The group's founder former nightclub promoter Scott Harrison explains his new quest as he drives down a dirt road toward a recently drilled water well in the village of Moale.

"We have now helped more than one million people in 16 countries around the world get clean and safe water to drink," said Harrison. "Every year, to celebrate our anniversary, we launch the September campaign to focus in on one of those countries and really make a dent in a specific region."

Another high-profiled U.S. non-profit called Water.Org, co-founded by Hollywood actor Matt Damon, has donation-based clean water access programs in Ethiopia, Ghana, Kenya and Uganda.

Back in a supermarket in the United States, a sales representative for the U.S. company Hydros demonstrates a portable and reusable filter bottle which reduces chlorine and other unwanted particles from U.S. tap water.

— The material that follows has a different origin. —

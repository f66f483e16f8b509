//! Agent process composition.

pub mod runtime;

pub use runtime::AgentRuntime;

One dollar of the $30 bottle goes toward a water infrastructure project in Gundom, in a remote part of northwest Cameroon.
Twenty-four year-old Jay Parekh is the Hydros chief operating officer. He underlines the sustainability of the project, a gravity-fed water storage system from two locally protected mountain springs.

"It is what we call appropriately designed, using appropriate technology," said Parekh. "So we are working with village masons and village plumbers who already understand how to build concrete structures. They have already built their houses and the church and the schools and so what we are designing and building there is something that they are very comfortable with if anything needs to be repaired in the future."

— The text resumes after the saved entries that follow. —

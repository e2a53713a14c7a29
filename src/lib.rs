//! toptask: a scripting host as the top-level task of a task-parallel runtime
//!
//! The runtime calls one entry point on a worker thread. That entry point
//! exchanges handles with the runtime, runs a tl script the way a normal
//! program invocation would, and returns control with every host-side
//! resource released.
//!
//! ```text
//! input_args ─► filter ─► bootstrap ─► dispatch ─► drain ─► teardown ─► reclaim ─► postamble
//! ```
//!
//! # Example
//!
//! ```no_run
//! use toptask::runtime::local::LocalRuntime;
//! use toptask::{ArgumentVector, TopLevel, TopLevelConfig};
//!
//! let runtime = LocalRuntime::new(ArgumentVector::new(["toptask", "-c", "print(1 + 2)"]));
//! let report = runtime
//!     .execute(|rt| {
//!         let processor = rt.processor(0);
//!         TopLevel::new(rt.clone(), TopLevelConfig::default())
//!             .run(&[], &[], processor)
//!             .map_err(|e| e.to_string())
//!     })
//!     .unwrap()
//!     .unwrap();
//! println!("{} finished in {} mode", report.task, report.mode);
//! ```

#![warn(rust_2018_idioms)]

pub mod args;
pub mod dispatch;
pub mod host;
pub mod runtime;
pub mod task;
pub mod util;

use tracing::{debug, error, info};

pub use args::{filter, ArgumentVector, RESERVED_OPTIONS};
pub use dispatch::{Console, DispatchMode, Dispatcher, EditorConsole};
pub use host::{Host, Output, ScriptError};
pub use runtime::{ProcessorHandle, Runtime, RuntimeError, TaskHandle};
pub use task::{Lifecycle, ProtocolViolation, TaskError, TaskPhase};
pub use util::config::TopLevelConfig;

use crate::runtime::local::Journal;

/// Crate version
pub const VERSION: &str = env!("CARGO_PKG_VERSION");

/// Binary name
pub const NAME: &str = "toptask";

/// Summary of one top-level task invocation
#[derive(Debug, Clone, PartialEq, Eq)]
pub struct TaskReport {
    pub task: TaskHandle,
    pub mode: DispatchMode,
    /// Phases visited, in order
    pub phases: Vec<TaskPhase>,
    /// Cleanup actions that ran
    pub cleanup_run: usize,
    /// Objects released by forced reclamation
    pub reclaimed: usize,
}

/// The top-level task entry point
pub struct TopLevel<R: Runtime> {
    runtime: R,
    config: TopLevelConfig,
    console: Option<Box<dyn Console>>,
    output: Output,
    journal: Option<Journal>,
}

impl<R: Runtime> TopLevel<R> {
    pub fn new(
        runtime: R,
        config: TopLevelConfig,
    ) -> Self {
        Self {
            runtime,
            config,
            console: None,
            output: Output::Stdout,
            journal: None,
        }
    }

    /// Console for interactive mode; a terminal editor by default
    pub fn with_console(
        mut self,
        console: impl Console + 'static,
    ) -> Self {
        self.console = Some(Box::new(console));
        self
    }

    /// Where script `print` output goes
    pub fn with_output(
        mut self,
        output: Output,
    ) -> Self {
        self.output = output;
        self
    }

    /// Note resource finalization and reclamation in `journal`
    pub fn with_journal(
        mut self,
        journal: Journal,
    ) -> Self {
        self.journal = Some(journal);
        self
    }

    /// Run the whole top-level task on the current thread.
    ///
    /// A script error does not skip finalization: cleanup actions registered
    /// before the failure still run, and the postamble is still signalled.
    /// The script error is returned afterwards, ahead of any cleanup error.
    pub fn run(
        mut self,
        raw_args: &[u8],
        user_data: &[u8],
        processor: ProcessorHandle,
    ) -> Result<TaskReport, TaskError> {
        let mut lifecycle = Lifecycle::new();
        let ctx = task::bootstrap(&self.runtime, raw_args, user_data, processor)?;
        lifecycle.advance(TaskPhase::Bootstrapped)?;
        let task_handle = ctx.task();
        info!("{} started", task_handle);

        let mut host = Host::with_output(&self.config.host, self.output.clone(), self.journal.take());
        lifecycle.advance(TaskPhase::Running)?;

        let args = args::input_args(&self.runtime, self.config.task.filter_runtime_options);
        debug!("script arguments: {}", args);
        let dispatched = self.dispatch(&host, &args);

        let finalized = task::finalize(ctx, &self.runtime, &mut lifecycle, &mut host);
        drop(host);

        if let (Err(_), Err(err)) = (&dispatched, &finalized) {
            error!("{} finalization also failed: {}", task_handle, err);
        }
        let mode = dispatched?;
        let finalized = finalized?;
        info!(
            "{} finished: {} cleanup action(s), {} object(s) reclaimed",
            task_handle, finalized.cleanup_run, finalized.reclaimed
        );
        Ok(TaskReport {
            task: task_handle,
            mode,
            phases: lifecycle.history().to_vec(),
            cleanup_run: finalized.cleanup_run,
            reclaimed: finalized.reclaimed,
        })
    }

    fn dispatch(
        &mut self,
        host: &Host,
        args: &ArgumentVector,
    ) -> Result<DispatchMode, TaskError> {
        let mut console: Box<dyn Console> = match self.console.take() {
            Some(console) => console,
            None if dispatch::select_mode(args) == DispatchMode::Interactive => {
                Box::new(EditorConsole::new(&self.config.repl)?)
            }
            None => Box::new(dispatch::ScriptedConsole::default()),
        };
        Dispatcher::new(host, console.as_mut(), &self.config.repl).dispatch(args)
    }
}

Villagers have been using some of their freed up time they used to spend fetching water working on arts and crafts they sell in a nearby town, while children have had more time to go to school. Parekh says water-borne diseases are down noticeably.
Gundom villagers had approached Parekh, a former University of Pennsylvania student, when he had been working on a similar project several years ago with the group Engineers Without Borders in a nearby area.

"For me, the global water crisis is I think the single largest problem and threat facing humanity and I personally feel there is not enough attention around it," he said. "And so, having done water infrastructure throughout my undergraduate career it was a no-brainer for me to latch on to this cause, which is one that I want to eventually be a part of the solution for."

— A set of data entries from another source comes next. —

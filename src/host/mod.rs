//! tl script host
//!
//! The host owns everything a running script can observe besides its own
//! values: the module table, the module search path, the program arguments
//! and the output stream. One [`Host`] serves one top-level task; it is cheap
//! to clone and never leaves the thread that created it.
//!
//! - [`lexer`], [`parser`], [`ast`]: source to syntax tree
//! - [`interp`]: evaluation and builtins
//! - [`namespace`]: binding environments and the module table
//! - [`reclaim`]: retired namespaces, resources and their finalizers

pub mod ast;
pub mod error;
pub mod interp;
pub mod lexer;
pub mod namespace;
pub mod parser;
pub mod reclaim;
pub mod value;

use std::cell::RefCell;
use std::fs;
use std::path::{Path, PathBuf};
use std::rc::Rc;

use tracing::{debug, info, trace};

pub use error::ScriptError;
pub use interp::Interpreter;
pub use namespace::{ModuleTable, Namespace};
pub use reclaim::{FinalizerLog, ReclaimConfig, Reclaimer, Resource};
pub use value::Value;

use crate::args::ArgumentVector;
use crate::runtime::local::Journal;
use crate::task::Reclaim;
use crate::util::config::HostConfig;

/// Where `print` goes
#[derive(Debug, Clone, Default)]
pub enum Output {
    #[default]
    Stdout,
    /// Captured in memory
    Buffer(Rc<RefCell<String>>),
}

impl Output {
    /// A fresh in-memory buffer
    pub fn buffer() -> Self {
        Output::Buffer(Rc::new(RefCell::new(String::new())))
    }

    /// Everything written so far, for buffered output
    pub fn captured(&self) -> Option<String> {
        match self {
            Output::Stdout => None,
            Output::Buffer(buf) => Some(buf.borrow().clone()),
        }
    }

    fn write_line(
        &self,
        text: &str,
    ) {
        match self {
            Output::Stdout => println!("{}", text),
            Output::Buffer(buf) => {
                let mut buf = buf.borrow_mut();
                buf.push_str(text);
                buf.push('\n');
            }
        }
    }
}

/// Result of one interactive turn
#[derive(Debug)]
pub enum TurnOutcome {
    /// Ran to completion; carries the value of a trailing expression
    Value(Option<Value>),
    /// Failed; the console reports it and carries on
    Failed(ScriptError),
    /// The script asked to leave the console
    Stop,
}

struct HostState {
    config: HostConfig,
    modules: RefCell<ModuleTable>,
    search_path: RefCell<Vec<PathBuf>>,
    program_args: RefCell<ArgumentVector>,
    reclaimer: RefCell<Reclaimer>,
    log: Rc<FinalizerLog>,
    output: Output,
}

/// Shared handle to the script host
#[derive(Clone)]
pub struct Host {
    inner: Rc<HostState>,
}

impl std::fmt::Debug for Host {
    fn fmt(
        &self,
        f: &mut std::fmt::Formatter<'_>,
    ) -> std::fmt::Result {
        f.debug_struct("Host")
            .field("modules", &self.inner.modules.borrow().identities())
            .field("search_path", &self.inner.search_path.borrow())
            .finish()
    }
}

impl Host {
    /// Host writing to stdout, without a journal
    pub fn new(config: &HostConfig) -> Self {
        Self::with_output(config, Output::Stdout, None)
    }

    /// Host writing to `output`; resource finalization and reclamation are
    /// noted in `journal` when given
    pub fn with_output(
        config: &HostConfig,
        output: Output,
        journal: Option<Journal>,
    ) -> Self {
        let log = Rc::new(FinalizerLog::new(journal));
        let reclaimer = Reclaimer::new(ReclaimConfig::default(), Rc::clone(&log));

        let mut modules = ModuleTable::new();
        modules.insert(&config.main_module, Namespace::new(&config.main_module));

        Self {
            inner: Rc::new(HostState {
                config: config.clone(),
                modules: RefCell::new(modules),
                search_path: RefCell::new(config.module_path.clone()),
                program_args: RefCell::new(ArgumentVector::default()),
                reclaimer: RefCell::new(reclaimer),
                log,
                output,
            }),
        }
    }

    pub fn config(&self) -> &HostConfig {
        &self.inner.config
    }

    /// A namespace not yet registered anywhere
    pub fn new_namespace(
        &self,
        identity: &str,
    ) -> Namespace {
        Namespace::new(identity)
    }

    /// Register `ns` under `identity`. A replaced namespace is retired and
    /// released by the next reclamation.
    pub fn register_module(
        &self,
        identity: &str,
        ns: Namespace,
    ) {
        let replaced = self.inner.modules.borrow_mut().insert(identity, ns.clone());
        debug!("module '{}' registered", identity);
        if let Some(old) = replaced {
            if !old.ptr_eq(&ns) {
                self.retire(old);
            }
        }
    }

    pub fn module(
        &self,
        identity: &str,
    ) -> Option<Namespace> {
        self.inner.modules.borrow().get(identity)
    }

    /// Registered module identities
    pub fn modules(&self) -> Vec<String> {
        self.inner.modules.borrow().identities()
    }

    pub fn append_search_path(
        &self,
        dir: impl Into<PathBuf>,
    ) {
        let dir = dir.into();
        trace!("search path += {}", dir.display());
        self.inner.search_path.borrow_mut().push(dir);
    }

    pub fn search_path(&self) -> Vec<PathBuf> {
        self.inner.search_path.borrow().clone()
    }

    /// Replace the arguments scripts see through `args()`
    pub fn set_program_args(
        &self,
        args: ArgumentVector,
    ) {
        *self.inner.program_args.borrow_mut() = args;
    }

    pub fn program_args(&self) -> ArgumentVector {
        self.inner.program_args.borrow().clone()
    }

    pub fn output(&self) -> &Output {
        &self.inner.output
    }

    pub(crate) fn write_line(
        &self,
        text: &str,
    ) {
        self.inner.output.write_line(text);
    }

    /// Parse and run `source` in `ns`
    pub fn exec(
        &self,
        source: &str,
        origin: &str,
        ns: &Namespace,
    ) -> Result<Option<Value>, ScriptError> {
        let program = parser::parse(source, origin)?;
        Interpreter::new(self).run(&program, ns)
    }

    /// Read `path` and run it in `ns`
    pub fn exec_file(
        &self,
        path: &Path,
        ns: &Namespace,
    ) -> Result<Option<Value>, ScriptError> {
        let source = fs::read_to_string(path).map_err(|source| ScriptError::Io {
            path: path.to_path_buf(),
            source,
        })?;
        self.exec(&source, &path.display().to_string(), ns)
    }

    /// Run one console turn in `ns`
    pub fn eval_turn(
        &self,
        source: &str,
        ns: &Namespace,
    ) -> TurnOutcome {
        match self.exec(source, "<console>", ns) {
            Ok(value) => TurnOutcome::Value(value),
            Err(ScriptError::Exit { code }) => {
                debug!("console exit requested with status {}", code);
                TurnOutcome::Stop
            }
            Err(err) => TurnOutcome::Failed(err),
        }
    }

    /// Load module `name`, or return it if already loaded.
    ///
    /// `<dir>/<name>.tl` is tried for every search path entry in order. The
    /// module is registered before it runs so circular imports see it.
    pub fn import(
        &self,
        name: &str,
    ) -> Result<Namespace, ScriptError> {
        if let Some(ns) = self.module(name) {
            return Ok(ns);
        }

        let file_name = format!("{}.tl", name);
        let searched: Vec<PathBuf> = self
            .search_path()
            .into_iter()
            .map(|dir| dir.join(&file_name))
            .collect();
        let Some(path) = searched.iter().find(|candidate| candidate.is_file()) else {
            return Err(ScriptError::ModuleNotFound {
                name: name.to_string(),
                searched,
            });
        };

        info!("importing '{}' from {}", name, path.display());
        let ns = Namespace::for_file(name, path);
        self.register_module(name, ns.clone());
        self.exec_file(path, &ns)?;
        Ok(ns)
    }

    /// Hand `ns` to the reclaimer
    pub fn retire(
        &self,
        ns: Namespace,
    ) {
        self.inner.reclaimer.borrow_mut().retire(ns);
    }

    /// Namespaces waiting for reclamation
    pub fn retired(&self) -> usize {
        self.inner.reclaimer.borrow().pending()
    }

    /// Release retired namespaces now
    pub fn collect(&self) -> usize {
        self.inner.reclaimer.borrow_mut().collect()
    }

    pub fn finalizer_log(&self) -> Rc<FinalizerLog> {
        Rc::clone(&self.inner.log)
    }

    /// Names of resources finalized so far, in order
    pub fn finalized(&self) -> Vec<String> {
        self.inner.log.entries()
    }
}

impl Reclaim for Host {
    fn reclaim(&mut self) -> usize {
        self.collect()
    }
}

#[cfg(test)]
mod tests;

Parekh says for the long-term Hydros is also looking at coming up with a high performance filtering system which would work for tap water in urban areas of developing countries.

That is another race which is on, involving many different inventions trying to turn any dubious water into drinkable water.

Eugene Cloete has been developing one of these efforts in South Africa at the Water Institute of Stellenbosch University.

"The technology was developed in our laboratories and it relies on the use of a water bottle that can be reused over and over and inside the water bottle we have a filtration system," said Cloete. "The filtration system is very much like a tea bag. The tea bag then is filled with activated carbon and also some fibers, some nano-fibers in there which assist with the filtration process removing all harmful bacteria and other microorganisms."

Similar products like the Danish flute-like LifeStraw remove most but not all bacteria. Some critics have described the filter-based solutions as too expensive for poor people to afford themselves. Development experts also point out they do not solve the problem of access to water.

But they say the current race to widen access to clean water is creating beneficial competition and new ideas for those who need it.